__Assignment__. Please work out how many lines include the word "passed" in the entries, and reply with only the count.

__Stored items__.
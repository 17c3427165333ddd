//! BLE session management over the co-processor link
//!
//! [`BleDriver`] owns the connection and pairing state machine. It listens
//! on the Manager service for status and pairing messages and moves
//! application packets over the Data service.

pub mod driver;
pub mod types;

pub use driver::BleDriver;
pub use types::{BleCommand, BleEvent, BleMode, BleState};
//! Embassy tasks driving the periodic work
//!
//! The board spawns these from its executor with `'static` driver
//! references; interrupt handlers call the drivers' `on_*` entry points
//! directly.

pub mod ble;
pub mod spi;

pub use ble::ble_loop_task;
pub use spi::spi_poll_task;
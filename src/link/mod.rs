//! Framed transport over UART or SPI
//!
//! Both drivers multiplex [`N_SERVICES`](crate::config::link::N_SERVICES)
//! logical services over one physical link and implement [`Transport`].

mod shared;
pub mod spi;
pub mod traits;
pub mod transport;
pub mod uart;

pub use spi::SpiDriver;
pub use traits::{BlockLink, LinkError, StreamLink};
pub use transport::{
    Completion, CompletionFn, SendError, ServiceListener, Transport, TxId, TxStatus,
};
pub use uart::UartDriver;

==

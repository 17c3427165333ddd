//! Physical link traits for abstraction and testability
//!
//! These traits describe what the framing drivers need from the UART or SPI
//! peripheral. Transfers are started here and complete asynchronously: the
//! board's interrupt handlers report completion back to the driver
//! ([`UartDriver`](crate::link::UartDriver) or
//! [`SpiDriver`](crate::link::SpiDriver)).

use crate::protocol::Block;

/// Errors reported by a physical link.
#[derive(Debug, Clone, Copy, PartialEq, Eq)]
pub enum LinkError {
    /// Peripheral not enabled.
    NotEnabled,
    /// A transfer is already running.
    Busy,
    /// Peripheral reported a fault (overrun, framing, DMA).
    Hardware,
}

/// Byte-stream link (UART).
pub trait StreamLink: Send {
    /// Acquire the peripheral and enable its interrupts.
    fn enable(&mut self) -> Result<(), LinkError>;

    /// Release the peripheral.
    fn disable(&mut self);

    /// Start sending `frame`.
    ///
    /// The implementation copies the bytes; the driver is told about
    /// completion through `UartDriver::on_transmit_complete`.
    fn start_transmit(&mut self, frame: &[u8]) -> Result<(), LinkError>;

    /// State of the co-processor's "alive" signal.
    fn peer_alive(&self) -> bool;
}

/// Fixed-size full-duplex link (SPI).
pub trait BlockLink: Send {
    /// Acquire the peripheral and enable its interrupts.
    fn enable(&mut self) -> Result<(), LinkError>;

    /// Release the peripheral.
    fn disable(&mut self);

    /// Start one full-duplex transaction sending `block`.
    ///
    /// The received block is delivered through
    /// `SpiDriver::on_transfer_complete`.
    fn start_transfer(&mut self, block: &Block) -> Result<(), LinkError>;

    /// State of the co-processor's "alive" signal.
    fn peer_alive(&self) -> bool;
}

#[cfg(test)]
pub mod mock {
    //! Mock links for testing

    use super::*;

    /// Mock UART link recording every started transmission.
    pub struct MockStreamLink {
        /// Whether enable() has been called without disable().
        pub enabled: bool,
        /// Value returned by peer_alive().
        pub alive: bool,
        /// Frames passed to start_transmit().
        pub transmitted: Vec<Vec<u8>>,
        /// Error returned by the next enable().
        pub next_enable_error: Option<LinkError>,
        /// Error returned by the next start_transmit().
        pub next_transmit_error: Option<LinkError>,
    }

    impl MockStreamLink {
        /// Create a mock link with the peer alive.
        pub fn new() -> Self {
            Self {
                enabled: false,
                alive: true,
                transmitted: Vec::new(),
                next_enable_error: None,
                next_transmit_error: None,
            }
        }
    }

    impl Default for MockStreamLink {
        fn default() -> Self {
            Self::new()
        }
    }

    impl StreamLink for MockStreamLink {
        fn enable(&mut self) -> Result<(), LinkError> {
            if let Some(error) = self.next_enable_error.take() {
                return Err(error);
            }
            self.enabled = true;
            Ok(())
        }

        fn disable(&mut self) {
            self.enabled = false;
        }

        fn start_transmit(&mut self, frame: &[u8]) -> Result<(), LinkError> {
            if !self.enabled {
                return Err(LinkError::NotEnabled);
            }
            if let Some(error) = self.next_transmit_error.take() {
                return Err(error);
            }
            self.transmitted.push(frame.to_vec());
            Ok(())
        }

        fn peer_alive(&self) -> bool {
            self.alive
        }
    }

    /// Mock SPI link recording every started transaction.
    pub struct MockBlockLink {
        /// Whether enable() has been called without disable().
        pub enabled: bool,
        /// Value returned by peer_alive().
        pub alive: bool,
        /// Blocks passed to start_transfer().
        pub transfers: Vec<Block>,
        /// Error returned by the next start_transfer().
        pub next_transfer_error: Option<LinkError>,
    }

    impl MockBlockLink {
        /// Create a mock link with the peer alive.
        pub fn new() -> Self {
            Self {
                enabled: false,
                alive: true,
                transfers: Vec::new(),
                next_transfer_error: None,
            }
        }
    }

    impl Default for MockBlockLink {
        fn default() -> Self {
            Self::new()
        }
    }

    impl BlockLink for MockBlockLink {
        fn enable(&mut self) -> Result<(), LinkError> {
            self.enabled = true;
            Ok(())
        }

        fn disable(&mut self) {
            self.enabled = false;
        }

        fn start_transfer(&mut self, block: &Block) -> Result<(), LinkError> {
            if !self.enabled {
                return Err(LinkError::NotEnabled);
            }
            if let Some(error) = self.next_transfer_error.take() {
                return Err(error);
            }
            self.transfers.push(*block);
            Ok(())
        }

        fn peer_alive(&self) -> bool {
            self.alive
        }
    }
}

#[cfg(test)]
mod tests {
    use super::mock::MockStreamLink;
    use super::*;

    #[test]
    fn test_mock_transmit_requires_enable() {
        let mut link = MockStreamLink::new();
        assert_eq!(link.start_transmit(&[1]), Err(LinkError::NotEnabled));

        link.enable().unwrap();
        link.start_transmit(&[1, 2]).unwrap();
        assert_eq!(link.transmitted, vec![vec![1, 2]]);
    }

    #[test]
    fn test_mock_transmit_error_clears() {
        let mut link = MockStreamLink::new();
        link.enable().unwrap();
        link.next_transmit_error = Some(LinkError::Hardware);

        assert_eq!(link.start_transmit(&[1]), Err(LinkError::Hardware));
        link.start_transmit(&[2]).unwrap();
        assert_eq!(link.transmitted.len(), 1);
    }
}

__Result below__. 2